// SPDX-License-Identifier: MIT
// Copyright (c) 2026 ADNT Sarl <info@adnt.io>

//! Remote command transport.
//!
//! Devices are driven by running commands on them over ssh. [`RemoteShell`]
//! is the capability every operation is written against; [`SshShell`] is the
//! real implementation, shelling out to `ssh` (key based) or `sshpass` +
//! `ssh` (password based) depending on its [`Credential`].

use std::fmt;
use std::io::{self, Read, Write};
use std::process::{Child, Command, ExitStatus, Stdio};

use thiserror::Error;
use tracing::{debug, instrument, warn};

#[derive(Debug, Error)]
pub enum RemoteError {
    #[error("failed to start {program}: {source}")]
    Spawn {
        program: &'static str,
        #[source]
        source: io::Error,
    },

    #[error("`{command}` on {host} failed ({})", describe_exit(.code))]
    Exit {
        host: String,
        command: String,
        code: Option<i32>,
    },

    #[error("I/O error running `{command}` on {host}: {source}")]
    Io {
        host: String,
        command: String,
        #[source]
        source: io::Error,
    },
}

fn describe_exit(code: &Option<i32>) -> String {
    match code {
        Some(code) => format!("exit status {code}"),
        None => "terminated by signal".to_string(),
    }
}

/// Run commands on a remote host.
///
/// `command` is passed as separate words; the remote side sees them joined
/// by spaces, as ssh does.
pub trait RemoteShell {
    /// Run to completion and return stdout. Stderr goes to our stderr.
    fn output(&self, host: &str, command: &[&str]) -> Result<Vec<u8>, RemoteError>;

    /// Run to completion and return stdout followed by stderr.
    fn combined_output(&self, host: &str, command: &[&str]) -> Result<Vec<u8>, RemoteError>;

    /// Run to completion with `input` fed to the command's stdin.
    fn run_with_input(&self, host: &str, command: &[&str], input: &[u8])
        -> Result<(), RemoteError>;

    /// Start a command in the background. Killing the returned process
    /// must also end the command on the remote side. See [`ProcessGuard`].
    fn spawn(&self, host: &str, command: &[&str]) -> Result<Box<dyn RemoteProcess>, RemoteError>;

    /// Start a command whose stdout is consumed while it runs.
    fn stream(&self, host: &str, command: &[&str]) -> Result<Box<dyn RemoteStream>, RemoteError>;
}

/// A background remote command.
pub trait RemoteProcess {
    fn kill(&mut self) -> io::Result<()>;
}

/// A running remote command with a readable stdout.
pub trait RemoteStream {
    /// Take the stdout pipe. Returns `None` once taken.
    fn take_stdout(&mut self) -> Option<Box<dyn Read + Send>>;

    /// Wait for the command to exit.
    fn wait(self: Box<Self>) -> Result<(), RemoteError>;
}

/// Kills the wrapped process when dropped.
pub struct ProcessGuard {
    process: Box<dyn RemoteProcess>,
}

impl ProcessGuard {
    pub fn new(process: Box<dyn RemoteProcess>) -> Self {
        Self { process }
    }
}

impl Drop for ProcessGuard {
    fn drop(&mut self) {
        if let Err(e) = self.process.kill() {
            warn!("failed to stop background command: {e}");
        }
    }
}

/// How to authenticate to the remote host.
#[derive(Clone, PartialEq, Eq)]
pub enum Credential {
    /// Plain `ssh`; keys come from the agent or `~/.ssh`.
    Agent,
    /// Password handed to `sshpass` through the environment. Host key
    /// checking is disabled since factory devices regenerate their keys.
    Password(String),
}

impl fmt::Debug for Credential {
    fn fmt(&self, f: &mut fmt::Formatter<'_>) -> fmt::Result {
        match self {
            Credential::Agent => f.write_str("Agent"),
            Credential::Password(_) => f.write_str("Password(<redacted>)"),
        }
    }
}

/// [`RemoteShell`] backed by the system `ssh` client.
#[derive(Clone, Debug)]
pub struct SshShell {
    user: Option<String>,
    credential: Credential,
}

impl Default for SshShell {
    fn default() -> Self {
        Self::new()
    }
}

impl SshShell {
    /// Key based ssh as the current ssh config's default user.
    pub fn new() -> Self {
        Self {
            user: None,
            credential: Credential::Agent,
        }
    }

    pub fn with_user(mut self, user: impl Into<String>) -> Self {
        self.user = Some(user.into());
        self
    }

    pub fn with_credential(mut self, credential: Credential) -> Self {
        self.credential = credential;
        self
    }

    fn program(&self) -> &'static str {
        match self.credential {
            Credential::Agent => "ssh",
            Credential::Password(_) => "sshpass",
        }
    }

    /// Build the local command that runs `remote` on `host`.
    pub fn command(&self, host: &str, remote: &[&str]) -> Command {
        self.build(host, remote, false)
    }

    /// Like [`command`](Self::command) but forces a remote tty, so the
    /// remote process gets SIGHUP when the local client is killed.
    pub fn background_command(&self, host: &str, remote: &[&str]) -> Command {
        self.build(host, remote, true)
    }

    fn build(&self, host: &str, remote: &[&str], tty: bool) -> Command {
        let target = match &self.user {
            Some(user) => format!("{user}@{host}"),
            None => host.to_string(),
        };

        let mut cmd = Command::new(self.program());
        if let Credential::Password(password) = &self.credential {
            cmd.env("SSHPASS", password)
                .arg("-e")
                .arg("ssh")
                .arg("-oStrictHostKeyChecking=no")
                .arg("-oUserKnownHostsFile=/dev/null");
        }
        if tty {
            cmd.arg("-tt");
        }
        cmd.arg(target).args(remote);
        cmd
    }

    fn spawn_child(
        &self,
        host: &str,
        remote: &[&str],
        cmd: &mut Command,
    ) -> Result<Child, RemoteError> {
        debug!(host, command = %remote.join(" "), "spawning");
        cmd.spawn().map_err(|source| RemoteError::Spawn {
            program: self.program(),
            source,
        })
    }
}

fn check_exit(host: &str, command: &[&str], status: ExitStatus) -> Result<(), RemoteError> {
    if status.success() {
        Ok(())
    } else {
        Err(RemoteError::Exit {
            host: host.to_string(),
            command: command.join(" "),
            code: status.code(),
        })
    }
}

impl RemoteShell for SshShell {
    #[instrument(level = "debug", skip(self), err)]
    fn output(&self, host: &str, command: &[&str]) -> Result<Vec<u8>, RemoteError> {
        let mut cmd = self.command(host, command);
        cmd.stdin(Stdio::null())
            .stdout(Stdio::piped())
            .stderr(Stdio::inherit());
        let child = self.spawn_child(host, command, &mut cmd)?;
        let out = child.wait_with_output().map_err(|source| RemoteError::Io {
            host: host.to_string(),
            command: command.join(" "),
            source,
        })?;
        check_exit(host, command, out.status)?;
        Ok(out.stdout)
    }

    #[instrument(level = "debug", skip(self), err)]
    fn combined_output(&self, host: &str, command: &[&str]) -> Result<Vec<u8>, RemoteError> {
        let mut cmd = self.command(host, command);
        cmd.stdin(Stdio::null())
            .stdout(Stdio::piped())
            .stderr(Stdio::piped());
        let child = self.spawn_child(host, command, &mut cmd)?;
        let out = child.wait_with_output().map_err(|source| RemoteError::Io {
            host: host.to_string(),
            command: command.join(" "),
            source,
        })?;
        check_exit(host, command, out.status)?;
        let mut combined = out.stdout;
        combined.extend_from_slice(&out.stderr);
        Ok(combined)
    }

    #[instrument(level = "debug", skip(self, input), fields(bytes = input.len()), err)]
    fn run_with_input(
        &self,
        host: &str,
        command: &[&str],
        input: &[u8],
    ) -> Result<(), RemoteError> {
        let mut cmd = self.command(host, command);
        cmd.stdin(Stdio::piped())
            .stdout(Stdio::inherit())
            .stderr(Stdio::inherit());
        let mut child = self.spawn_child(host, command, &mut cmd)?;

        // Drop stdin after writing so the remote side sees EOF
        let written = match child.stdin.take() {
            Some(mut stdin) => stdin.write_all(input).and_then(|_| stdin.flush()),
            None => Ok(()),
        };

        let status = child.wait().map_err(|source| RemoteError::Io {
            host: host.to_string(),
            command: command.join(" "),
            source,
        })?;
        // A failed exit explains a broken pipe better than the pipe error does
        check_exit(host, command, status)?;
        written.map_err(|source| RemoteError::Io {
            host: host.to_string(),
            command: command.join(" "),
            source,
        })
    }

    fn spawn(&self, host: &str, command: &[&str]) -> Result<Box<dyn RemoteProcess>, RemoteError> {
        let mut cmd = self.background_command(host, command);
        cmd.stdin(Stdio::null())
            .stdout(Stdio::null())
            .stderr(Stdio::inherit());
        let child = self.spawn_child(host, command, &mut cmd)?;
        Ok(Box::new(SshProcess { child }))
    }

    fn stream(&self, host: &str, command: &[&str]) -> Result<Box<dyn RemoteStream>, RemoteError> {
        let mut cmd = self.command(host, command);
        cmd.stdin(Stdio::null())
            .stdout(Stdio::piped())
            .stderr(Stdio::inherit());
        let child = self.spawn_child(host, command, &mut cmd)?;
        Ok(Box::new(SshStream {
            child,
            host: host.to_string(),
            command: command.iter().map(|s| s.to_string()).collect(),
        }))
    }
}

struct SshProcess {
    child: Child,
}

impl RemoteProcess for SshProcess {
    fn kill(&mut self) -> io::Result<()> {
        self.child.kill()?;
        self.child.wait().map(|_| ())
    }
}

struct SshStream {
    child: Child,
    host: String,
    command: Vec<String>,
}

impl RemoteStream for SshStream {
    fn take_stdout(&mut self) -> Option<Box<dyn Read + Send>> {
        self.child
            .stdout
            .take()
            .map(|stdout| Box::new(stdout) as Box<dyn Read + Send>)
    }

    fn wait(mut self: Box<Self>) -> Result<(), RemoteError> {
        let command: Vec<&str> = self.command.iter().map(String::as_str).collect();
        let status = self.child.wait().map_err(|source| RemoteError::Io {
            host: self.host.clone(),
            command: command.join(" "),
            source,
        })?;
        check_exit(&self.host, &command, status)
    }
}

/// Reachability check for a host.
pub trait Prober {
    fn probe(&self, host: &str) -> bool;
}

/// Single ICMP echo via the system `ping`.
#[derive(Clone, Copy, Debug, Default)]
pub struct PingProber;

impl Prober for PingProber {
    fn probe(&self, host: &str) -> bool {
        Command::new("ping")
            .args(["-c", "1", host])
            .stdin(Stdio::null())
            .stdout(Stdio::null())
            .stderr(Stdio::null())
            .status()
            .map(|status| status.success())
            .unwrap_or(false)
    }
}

==

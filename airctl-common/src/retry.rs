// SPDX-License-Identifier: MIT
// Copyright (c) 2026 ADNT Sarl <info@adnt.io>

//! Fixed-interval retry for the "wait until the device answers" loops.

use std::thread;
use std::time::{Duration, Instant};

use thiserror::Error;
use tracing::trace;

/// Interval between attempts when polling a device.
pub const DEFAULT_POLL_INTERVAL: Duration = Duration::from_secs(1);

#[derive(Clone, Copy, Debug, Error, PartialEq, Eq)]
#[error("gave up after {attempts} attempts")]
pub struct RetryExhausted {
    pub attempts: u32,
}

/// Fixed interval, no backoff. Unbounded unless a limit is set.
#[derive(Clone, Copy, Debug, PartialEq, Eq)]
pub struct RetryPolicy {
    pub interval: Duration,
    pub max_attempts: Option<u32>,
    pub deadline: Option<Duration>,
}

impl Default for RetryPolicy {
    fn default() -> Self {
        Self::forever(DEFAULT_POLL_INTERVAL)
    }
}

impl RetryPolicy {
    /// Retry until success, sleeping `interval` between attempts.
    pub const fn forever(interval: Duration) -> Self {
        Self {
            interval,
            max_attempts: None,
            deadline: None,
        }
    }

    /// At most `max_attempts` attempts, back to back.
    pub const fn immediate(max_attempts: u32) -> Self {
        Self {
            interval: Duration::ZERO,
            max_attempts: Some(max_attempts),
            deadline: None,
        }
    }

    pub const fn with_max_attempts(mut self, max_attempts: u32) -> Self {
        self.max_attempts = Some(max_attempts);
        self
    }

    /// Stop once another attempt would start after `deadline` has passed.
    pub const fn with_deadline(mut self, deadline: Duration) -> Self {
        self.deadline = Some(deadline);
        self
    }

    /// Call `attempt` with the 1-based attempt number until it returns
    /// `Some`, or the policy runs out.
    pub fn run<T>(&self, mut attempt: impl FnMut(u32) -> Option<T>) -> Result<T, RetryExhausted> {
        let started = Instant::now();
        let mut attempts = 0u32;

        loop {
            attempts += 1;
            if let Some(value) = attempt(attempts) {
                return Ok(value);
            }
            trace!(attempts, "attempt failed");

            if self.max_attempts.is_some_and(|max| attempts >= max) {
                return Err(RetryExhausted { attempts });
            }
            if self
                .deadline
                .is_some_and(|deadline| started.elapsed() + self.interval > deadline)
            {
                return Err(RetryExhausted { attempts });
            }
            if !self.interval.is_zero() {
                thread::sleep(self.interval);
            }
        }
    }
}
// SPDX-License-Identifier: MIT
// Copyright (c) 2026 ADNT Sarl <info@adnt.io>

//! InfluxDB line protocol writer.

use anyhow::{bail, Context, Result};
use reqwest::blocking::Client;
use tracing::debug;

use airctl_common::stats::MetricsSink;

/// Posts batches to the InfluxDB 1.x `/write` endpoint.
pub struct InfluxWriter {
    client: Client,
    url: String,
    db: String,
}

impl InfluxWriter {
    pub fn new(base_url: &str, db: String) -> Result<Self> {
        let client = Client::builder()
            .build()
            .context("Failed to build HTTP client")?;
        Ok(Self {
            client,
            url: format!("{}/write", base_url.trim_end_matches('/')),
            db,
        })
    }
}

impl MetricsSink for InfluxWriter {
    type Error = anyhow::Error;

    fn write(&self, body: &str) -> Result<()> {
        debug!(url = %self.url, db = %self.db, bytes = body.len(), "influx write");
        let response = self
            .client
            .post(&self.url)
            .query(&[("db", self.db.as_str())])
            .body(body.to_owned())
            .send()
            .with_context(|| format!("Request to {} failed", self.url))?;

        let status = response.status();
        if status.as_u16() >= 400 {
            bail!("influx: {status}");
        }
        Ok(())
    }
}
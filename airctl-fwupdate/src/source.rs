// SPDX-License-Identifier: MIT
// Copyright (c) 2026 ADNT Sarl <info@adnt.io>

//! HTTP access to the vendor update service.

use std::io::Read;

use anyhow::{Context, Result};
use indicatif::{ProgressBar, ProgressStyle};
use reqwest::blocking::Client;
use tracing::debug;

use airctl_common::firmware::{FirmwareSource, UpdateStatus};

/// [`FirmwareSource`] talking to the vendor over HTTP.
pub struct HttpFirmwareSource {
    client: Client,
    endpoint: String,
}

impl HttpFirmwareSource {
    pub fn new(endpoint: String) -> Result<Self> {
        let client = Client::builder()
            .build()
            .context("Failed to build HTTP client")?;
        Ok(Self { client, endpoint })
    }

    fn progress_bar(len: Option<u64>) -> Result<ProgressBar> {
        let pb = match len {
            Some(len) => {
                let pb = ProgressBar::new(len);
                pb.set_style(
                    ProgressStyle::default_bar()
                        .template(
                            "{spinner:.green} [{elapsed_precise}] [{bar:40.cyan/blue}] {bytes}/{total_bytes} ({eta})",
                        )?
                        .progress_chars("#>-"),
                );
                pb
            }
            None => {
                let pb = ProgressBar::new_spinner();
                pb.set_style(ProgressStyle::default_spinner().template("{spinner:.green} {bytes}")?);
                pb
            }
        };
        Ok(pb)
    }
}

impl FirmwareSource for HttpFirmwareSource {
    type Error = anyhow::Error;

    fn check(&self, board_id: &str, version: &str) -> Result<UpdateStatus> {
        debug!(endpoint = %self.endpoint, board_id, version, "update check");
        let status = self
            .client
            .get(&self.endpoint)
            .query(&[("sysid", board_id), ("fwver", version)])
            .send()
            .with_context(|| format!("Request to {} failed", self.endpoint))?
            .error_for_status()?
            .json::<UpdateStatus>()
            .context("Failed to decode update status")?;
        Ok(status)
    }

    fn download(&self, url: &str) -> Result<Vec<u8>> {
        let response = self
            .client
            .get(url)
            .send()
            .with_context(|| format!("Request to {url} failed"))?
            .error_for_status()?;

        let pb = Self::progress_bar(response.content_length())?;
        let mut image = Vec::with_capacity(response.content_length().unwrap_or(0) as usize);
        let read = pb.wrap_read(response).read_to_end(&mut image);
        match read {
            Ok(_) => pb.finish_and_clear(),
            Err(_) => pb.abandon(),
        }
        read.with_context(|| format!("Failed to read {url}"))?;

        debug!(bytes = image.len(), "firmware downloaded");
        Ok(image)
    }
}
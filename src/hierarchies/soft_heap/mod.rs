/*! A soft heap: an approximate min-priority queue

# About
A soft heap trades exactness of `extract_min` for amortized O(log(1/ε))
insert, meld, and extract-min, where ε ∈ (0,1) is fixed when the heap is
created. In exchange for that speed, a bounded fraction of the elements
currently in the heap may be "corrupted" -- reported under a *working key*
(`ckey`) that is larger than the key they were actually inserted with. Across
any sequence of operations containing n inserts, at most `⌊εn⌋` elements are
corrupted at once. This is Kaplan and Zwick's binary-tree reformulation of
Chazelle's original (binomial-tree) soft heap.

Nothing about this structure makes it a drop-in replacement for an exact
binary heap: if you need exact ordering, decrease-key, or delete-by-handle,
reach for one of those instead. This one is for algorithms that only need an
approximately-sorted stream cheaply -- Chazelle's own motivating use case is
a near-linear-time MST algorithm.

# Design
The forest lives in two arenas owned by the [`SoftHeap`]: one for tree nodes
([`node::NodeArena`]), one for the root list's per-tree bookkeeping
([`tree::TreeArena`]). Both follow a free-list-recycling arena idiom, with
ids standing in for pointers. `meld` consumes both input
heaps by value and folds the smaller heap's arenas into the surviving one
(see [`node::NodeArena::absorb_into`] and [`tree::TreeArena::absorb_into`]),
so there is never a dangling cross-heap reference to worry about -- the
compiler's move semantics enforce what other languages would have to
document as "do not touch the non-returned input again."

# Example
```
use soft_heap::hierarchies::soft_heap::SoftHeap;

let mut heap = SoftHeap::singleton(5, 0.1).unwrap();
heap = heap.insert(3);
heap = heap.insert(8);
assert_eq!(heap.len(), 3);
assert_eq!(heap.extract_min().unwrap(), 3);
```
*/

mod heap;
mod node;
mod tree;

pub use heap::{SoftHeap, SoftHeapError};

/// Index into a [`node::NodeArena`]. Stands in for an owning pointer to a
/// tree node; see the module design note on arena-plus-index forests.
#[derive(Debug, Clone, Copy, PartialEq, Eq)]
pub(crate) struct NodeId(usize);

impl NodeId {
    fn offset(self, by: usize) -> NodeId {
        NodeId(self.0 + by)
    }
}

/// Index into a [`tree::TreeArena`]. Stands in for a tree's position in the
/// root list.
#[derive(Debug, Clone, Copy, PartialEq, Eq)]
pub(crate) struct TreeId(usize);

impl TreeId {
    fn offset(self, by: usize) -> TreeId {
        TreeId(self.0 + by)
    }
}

...

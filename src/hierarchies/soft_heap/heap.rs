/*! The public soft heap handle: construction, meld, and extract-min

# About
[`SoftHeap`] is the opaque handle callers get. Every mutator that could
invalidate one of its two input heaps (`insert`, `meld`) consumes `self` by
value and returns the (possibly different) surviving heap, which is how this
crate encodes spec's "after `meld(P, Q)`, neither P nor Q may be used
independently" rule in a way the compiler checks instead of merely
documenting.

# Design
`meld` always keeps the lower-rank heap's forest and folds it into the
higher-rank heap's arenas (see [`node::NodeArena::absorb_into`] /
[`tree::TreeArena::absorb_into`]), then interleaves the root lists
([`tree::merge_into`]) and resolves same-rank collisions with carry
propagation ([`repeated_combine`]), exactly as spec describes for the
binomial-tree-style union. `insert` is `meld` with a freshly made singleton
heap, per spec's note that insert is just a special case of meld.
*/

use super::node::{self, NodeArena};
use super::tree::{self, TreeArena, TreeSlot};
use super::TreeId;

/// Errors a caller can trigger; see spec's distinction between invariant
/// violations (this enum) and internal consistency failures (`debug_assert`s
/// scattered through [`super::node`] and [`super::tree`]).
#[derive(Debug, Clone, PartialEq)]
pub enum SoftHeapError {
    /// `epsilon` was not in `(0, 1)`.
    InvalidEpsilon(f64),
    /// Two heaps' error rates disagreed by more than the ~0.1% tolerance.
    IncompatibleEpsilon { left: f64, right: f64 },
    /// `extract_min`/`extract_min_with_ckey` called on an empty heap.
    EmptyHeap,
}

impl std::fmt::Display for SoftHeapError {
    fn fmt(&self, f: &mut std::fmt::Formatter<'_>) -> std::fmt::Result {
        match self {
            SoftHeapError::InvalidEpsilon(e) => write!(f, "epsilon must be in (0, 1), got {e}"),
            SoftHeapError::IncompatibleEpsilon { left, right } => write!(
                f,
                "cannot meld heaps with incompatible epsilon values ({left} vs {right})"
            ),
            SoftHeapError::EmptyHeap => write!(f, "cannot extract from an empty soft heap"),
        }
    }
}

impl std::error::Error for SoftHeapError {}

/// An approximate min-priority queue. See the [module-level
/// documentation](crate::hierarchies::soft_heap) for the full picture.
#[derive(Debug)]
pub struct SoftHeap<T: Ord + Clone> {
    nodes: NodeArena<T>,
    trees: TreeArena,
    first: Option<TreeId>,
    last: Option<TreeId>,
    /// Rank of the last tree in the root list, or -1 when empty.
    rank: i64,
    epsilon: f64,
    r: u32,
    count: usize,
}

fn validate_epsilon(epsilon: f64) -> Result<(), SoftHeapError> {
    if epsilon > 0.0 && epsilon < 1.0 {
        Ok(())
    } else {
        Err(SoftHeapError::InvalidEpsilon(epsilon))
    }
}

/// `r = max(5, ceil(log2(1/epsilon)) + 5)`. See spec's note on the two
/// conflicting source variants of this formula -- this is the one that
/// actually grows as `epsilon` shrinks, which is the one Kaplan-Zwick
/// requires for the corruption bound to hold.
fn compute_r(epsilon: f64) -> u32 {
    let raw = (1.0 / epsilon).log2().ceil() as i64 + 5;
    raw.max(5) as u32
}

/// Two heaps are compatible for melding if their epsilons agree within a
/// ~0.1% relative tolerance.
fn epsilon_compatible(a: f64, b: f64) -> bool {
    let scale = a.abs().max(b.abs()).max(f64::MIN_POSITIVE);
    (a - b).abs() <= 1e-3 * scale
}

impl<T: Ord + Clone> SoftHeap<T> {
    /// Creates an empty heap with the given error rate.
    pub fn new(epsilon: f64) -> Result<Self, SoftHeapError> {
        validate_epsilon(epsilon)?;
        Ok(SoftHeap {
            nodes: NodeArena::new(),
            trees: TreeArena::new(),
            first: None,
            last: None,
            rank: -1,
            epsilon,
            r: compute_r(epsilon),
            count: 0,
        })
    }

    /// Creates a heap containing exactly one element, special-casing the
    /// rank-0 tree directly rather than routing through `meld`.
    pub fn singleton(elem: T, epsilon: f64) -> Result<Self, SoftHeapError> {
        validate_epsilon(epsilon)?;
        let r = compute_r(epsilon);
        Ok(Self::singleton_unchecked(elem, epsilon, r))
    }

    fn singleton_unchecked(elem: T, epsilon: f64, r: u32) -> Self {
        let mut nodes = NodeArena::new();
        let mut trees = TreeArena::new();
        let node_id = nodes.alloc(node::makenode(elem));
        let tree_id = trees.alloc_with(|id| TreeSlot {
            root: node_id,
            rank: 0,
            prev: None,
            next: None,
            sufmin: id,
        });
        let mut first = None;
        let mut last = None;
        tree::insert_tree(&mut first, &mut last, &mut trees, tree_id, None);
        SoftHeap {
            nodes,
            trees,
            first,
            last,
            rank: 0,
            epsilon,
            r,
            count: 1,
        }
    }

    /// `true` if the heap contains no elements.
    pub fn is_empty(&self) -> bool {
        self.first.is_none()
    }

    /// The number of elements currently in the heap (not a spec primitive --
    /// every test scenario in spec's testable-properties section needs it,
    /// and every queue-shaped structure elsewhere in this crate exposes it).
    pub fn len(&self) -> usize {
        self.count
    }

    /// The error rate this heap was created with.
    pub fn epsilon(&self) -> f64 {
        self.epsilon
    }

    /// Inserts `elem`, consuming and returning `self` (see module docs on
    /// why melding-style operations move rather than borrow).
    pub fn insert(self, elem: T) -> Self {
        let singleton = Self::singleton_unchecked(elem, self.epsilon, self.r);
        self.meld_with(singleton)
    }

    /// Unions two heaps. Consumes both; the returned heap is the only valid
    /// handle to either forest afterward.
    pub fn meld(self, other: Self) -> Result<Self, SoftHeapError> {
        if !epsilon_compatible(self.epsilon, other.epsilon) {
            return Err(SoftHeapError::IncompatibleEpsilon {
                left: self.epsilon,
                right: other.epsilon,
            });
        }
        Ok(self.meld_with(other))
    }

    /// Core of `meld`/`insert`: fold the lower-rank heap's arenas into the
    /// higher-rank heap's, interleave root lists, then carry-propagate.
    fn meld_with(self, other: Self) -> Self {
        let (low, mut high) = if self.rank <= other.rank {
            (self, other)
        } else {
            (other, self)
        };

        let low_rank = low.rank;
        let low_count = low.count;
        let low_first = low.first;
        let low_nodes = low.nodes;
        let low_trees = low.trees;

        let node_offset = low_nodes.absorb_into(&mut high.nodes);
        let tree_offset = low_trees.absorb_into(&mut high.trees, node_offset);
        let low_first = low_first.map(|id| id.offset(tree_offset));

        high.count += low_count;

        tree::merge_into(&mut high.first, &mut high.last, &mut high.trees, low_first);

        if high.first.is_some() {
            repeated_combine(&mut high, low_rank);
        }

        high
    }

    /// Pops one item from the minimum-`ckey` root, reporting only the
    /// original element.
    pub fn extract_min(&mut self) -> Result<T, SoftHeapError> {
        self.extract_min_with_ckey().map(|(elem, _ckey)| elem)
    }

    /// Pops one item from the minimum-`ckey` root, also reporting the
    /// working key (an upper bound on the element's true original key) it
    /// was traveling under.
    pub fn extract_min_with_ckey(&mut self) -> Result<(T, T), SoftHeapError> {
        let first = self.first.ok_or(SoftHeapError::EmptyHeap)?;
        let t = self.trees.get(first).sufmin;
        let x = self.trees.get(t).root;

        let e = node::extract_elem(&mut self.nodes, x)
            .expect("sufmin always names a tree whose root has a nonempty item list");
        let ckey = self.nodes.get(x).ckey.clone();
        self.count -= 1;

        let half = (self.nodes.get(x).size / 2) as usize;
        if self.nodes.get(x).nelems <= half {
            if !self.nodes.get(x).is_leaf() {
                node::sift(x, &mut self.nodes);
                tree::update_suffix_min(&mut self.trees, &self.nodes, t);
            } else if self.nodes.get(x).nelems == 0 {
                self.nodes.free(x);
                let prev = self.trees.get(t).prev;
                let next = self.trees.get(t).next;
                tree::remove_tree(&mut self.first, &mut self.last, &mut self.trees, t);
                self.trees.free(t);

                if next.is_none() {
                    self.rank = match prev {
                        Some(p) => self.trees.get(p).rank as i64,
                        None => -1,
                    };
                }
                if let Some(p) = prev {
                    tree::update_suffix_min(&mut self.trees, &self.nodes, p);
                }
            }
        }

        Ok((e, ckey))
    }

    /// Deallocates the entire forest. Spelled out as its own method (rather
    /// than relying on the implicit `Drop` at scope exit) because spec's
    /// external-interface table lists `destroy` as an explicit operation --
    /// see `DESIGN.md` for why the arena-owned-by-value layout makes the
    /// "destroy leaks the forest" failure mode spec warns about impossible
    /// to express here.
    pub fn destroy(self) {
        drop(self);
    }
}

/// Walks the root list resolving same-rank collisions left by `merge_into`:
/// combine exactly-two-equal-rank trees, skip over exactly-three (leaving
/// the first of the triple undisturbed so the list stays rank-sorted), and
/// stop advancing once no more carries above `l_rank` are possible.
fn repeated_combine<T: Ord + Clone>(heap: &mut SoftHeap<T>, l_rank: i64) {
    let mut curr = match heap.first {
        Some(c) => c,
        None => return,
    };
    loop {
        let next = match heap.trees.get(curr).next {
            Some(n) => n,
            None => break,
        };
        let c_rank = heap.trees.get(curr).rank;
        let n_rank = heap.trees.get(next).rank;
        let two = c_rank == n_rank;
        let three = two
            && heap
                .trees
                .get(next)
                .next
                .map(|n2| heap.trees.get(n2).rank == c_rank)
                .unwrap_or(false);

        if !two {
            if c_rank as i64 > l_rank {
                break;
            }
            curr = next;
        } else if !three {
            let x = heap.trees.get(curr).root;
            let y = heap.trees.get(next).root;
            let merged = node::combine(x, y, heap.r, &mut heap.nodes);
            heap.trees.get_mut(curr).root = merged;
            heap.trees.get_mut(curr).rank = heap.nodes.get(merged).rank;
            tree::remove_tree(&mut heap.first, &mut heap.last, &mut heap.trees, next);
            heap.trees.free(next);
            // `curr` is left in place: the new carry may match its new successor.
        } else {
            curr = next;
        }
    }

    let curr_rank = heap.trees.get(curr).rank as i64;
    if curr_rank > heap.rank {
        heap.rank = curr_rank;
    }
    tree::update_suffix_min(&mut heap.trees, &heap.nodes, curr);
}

§ **Problem to solve**
Say, as a bare number, how many lines in the entries above include the string "them".

§ **Exercise response**
2